Chalabi denies misleading US

Iraqi Governing Council member Ahmad Chalabi says he is tired of being blamed for misleading the United States about Iraqi weapons of mass destruction and points the finger instead at the CIA.

An analyst says the CIA knew Ahmad Chalabi was lying

Chalabi, who heads the Iraqi National Congress exile group and has close ties to President George Bush’s administration, says the CIA should have done a better job analysing information received from defectors he steered their way.

“This is a ridiculous situation,” he told the CBS 60 Minutes programme. Chalabi still maintains that weapons of mass destruction will be found in Iraq.

He said the CIA knew defectors could be biased and that even the press was warning that they had their own agenda.

“Now you’re telling me that despite all this public evidence, the United States government took our word without checking out the people?” Chalabi said incredulously.

“Intelligence people who are supposed to do a better job for their country and their government did not do such a good job.”

Chalabi, who was born into a prominent Iraqi family, but spent 45 years outside Iraq before returning in April, denies coaching defectors, something the CIA believes he has done for years, according to a former CIA analyst interviewed on the show.

Manipulated information

The analyst, Ken Pollack, who now works for the Saban Centre for Middle East Policy and for CNN, said the Bush administration used the information to label Iraq an imminent threat.

“Now you’re telling me that despite all this public evidence, the United States government took our word without checking out the people?”

Ahmad Chalabi,
Iraqi National Congress

Pollack said they were looking “to simply confirm a preconceived notion of an extremely threatening Iraq … on the cusp of acquiring the most advanced … dangerous weapons.”

Pollack blames senior US officials, not Chalabi.

“This is one of those … ‘fool me once shame on you, fool me twice shame on me’,” said Pollack. “Chalabi has a track record.
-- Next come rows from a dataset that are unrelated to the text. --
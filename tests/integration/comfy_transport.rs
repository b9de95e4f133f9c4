//! Integration tests running sweeps through the ComfyUI client against a mock server

use super::test_utils::{config, sweep};
use serde_json::json;
use std::time::Duration;
use tokio_util::sync::CancellationToken;
use wedge::config::TransportSettings;
use wedge::orchestrator::{Orchestrator, RunOptions, RunStatus};
use wedge::transport::ComfyClient;

fn fast_settings() -> TransportSettings {
    TransportSettings {
        poll_interval_ms: 10,
        request_timeout_secs: 5,
        websocket: false,
        ..TransportSettings::default()
    }
}

fn cfg_sweep_config() -> wedge::config::WedgeConfig {
    config(
        json!({"KSampler": [["seed", 42]]}),
        json!({"KSampler": [["cfg", [4, 8], "explicit"]]}),
    )
}

#[tokio::test]
async fn test_streamed_sweep_records_history_outputs() {
    let mut server = mockito::Server::new_async().await;
    let prompt = server
        .mock("POST", "/prompt")
        .match_body(mockito::Matcher::PartialJson(json!({
            "prompt": {"3": {"inputs": {"seed": 42}}}
        })))
        .with_status(200)
        .with_header("content-type", "application/json")
        .with_body(r#"{"prompt_id": "p-1", "number": 7, "node_errors": {}}"#)
        .expect(2)
        .create_async()
        .await;
    let history = server
        .mock("GET", "/history/p-1")
        .with_status(200)
        .with_header("content-type", "application/json")
        .with_body(
            json!({
                "p-1": {
                    "status": {"status_str": "success", "completed": true, "messages": []},
                    "outputs": {"9": {"images": [
                        {"filename": "wedge_00001_.png", "subfolder": "out/images", "type": "output"}
                    ]}}
                }
            })
            .to_string(),
        )
        .expect_at_least(2)
        .create_async()
        .await;

    let client = ComfyClient::new(server.url(), &fast_settings()).unwrap();
    let options = RunOptions {
        stream: true,
        job_timeout: Duration::from_secs(10),
        ..RunOptions::default()
    };
    let mut orchestrator = Orchestrator::new(client, sweep(cfg_sweep_config(), &options), options);

    let report = orchestrator.run(CancellationToken::new()).await.unwrap();

    prompt.assert_async().await;
    history.assert_async().await;
    assert_eq!(report.counts().succeeded, 2);
    assert_eq!(report.results[0].job_id.as_deref(), Some("p-1"));
    assert_eq!(
        report.results[1].output.as_deref(),
        Some("out/images/wedge_00001_.png")
    );
}

#[tokio::test]
async fn test_execution_error_in_history_fails_job() {
    let mut server = mockito::Server::new_async().await;
    server
        .mock("POST", "/prompt")
        .with_status(200)
        .with_header("content-type", "application/json")
        .with_body(r#"{"prompt_id": "p-2", "number": 1, "node_errors": {}}"#)
        .create_async()
        .await;
    server
        .mock("GET", "/history/p-2")
        .with_status(200)
        .with_header("content-type", "application/json")
        .with_body(
            json!({
                "p-2": {
                    "status": {
                        "status_str": "error",
                        "completed": false,
                        "messages": [["execution_error", {
                            "node_type": "KSampler",
                            "exception_message": "Sizes of tensors must match"
                        }]]
                    },
                    "outputs": {}
                }
            })
            .to_string(),
        )
        .create_async()
        .await;

    let client = ComfyClient::new(server.url(), &fast_settings()).unwrap();
    let options = RunOptions {
        stream: true,
        limit: Some(1),
        ..RunOptions::default()
    };
    let mut orchestrator = Orchestrator::new(client, sweep(cfg_sweep_config(), &options), options);

    let report = orchestrator.run(CancellationToken::new()).await.unwrap();

    assert_eq!(report.results[0].status, RunStatus::Failed);
    assert_eq!(
        report.results[0].error.as_deref(),
        Some("KSampler: Sizes of tensors must match")
    );
}

#[tokio::test]
async fn test_validation_rejection_is_reported_per_job() {
    let mut server = mockito::Server::new_async().await;
    server
        .mock("POST", "/prompt")
        .with_status(400)
        .with_header("content-type", "application/json")
        .with_body(
            json!({
                "error": {"type": "prompt_outputs_failed_validation", "message": "Prompt outputs failed validation"},
                "node_errors": {"3": {"errors": []}}
            })
            .to_string(),
        )
        .expect(2)
        .create_async()
        .await;

    let client = ComfyClient::new(server.url(), &fast_settings()).unwrap();
    let options = RunOptions::default();
    let mut orchestrator = Orchestrator::new(client, sweep(cfg_sweep_config(), &options), options);

    let report = orchestrator.run(CancellationToken::new()).await.unwrap();

    assert_eq!(report.counts().failed, 2);
    let error = report.results[0].error.as_deref().unwrap();
    assert!(error.contains("status 400"), "{}", error);
    assert!(error.contains("node errors on: 3"), "{}", error);
    assert!(!report.unreachable);
}

#[tokio::test]
async fn test_unreachable_server_marks_report() {
    let settings = TransportSettings {
        connect_timeout_secs: 1,
        ..fast_settings()
    };
    let client = ComfyClient::new("http://127.0.0.1:9", &settings).unwrap();
    let options = RunOptions {
        limit: Some(1),
        ..RunOptions::default()
    };
    let mut orchestrator = Orchestrator::new(client, sweep(cfg_sweep_config(), &options), options);

    let report = orchestrator.run(CancellationToken::new()).await.unwrap();

    assert_eq!(report.results[0].status, RunStatus::Failed);
    assert!(report.unreachable);
    assert_eq!(report.exit_code(false), 1);
}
We knew this guy wasn’t telling us the truth.”

A defiant Chalabi said he was eager to further defend himself.

“I want to be asked to testify in the United States Senate in the intelligence committee. I want to do this in an open session,” he says.

Gun battle

In other developments, two Iraqis and four British soldiers were wounded in a gun battle in Basra, the US military said on Saturday.
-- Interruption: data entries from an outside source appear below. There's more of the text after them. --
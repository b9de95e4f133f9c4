//! Event schema for run progress.

use serde::{Deserialize, Serialize};

/// Job counts by final status.
#[derive(Debug, Clone, Copy, Default, PartialEq, Eq, Serialize, Deserialize)]
pub struct StatusCounts {
    pub succeeded: usize,
    pub failed: usize,
    pub timed_out: usize,
    pub skipped: usize,
}

impl StatusCounts {
    pub fn attempted(&self) -> usize {
        self.succeeded + self.failed + self.timed_out + self.skipped
    }
}

#[derive(Debug, Clone, PartialEq, Serialize, Deserialize)]
pub struct JobFinishedData {
    pub index: usize,
    pub status: String,
    pub duration_ms: u128,
    #[serde(skip_serializing_if = "Option::is_none")]
    pub job_id: Option<String>,
    #[serde(skip_serializing_if = "Option::is_none")]
    pub error: Option<String>,
    #[serde(skip_serializing_if = "Option::is_none")]
    pub output: Option<String>,
}

#[derive(Debug, Clone, PartialEq, Serialize, Deserialize)]
#[serde(tag = "type", rename_all = "snake_case")]
pub enum RunEvent {
    RunStarted {
        total: usize,
        planned: usize,
    },
    JobSubmitted {
        index: usize,
        planned: usize,
        job_id: String,
        combination: String,
    },
    JobProgress {
        index: usize,
        value: u64,
        max: u64,
    },
    JobFinished(JobFinishedData),
    Summary {
        counts: StatusCounts,
        remaining: usize,
        #[serde(skip_serializing_if = "Option::is_none")]
        eta_ms: Option<u128>,
    },
    RunFinished {
        cancelled: bool,
    },
}

impl RunEvent {
    pub fn event_type(&self) -> &'static str {
        match self {
            RunEvent::RunStarted { .. } => "run_started",
            RunEvent::JobSubmitted { .. } => "job_submitted",
            RunEvent::JobProgress { .. } => "job_progress",
            RunEvent::JobFinished(_) => "job_finished",
            RunEvent::Summary { .. } => "summary",
            RunEvent::RunFinished { .. } => "run_finished",
        }
    }
}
The incident occurred on Friday evening in Qalah Salih, about 40km south of Amarah, after a crowd of residents gathered around a convoy of occupation vehicles and troops who had arrested a man thought to have fired on them earlier in the day with an RPG.

“The patrol returned fire after receiving fire from heavy machine guns and a rocket-propelled grenade,” a British Ministry of Defence spokeswoman said.

“They were extracted by a quick-reaction force and while the incident was happening, four of the patrol members received non-life threatening injuries.”

The south of Iraq has seen feweranti-occupation attacks
The south of Iraq has seen feweranti-occupation attacks

The south of Iraq has seen fewer
anti-occupation attacks

The British spokeswoman, speaking on customary condition of anonymity, said the four were taken to the Shaibah military hospital near Basra. She declined to identify the regiment involved in the attack.

Southern Iraq, dominated by Muslims of the Shia sect, has not seen the anti-occupation attacks witnessed in Baghdad and central Iraq.

But Basra and other southern towns have seen killings and violence blamed on local rivalries and revenge attacks on former Saddam backers.

Bomb found

In the capital a suspected bomb was found in a bag on a street next to the Palestine Hotel on Saturday, where many foreigners are based. US soldiers blocked off the area while a disposal unit was called in.

“It’s a bag, a dog hit on a bag down here,” said a US soldier on a check point at the scene, adding that the bag contained explosives.

“We are waiting for a team to come down,” he told the AFP news agency.

The suspect package was found in a street about 50m from the Palestine Hotel, where many US contractors are based including Kellogg, Brown and Root, which handles pipeline reconstruction in Iraq and support services for the US army in Iraq.

US troops were preventing people from walking down the street where a number of shops are located.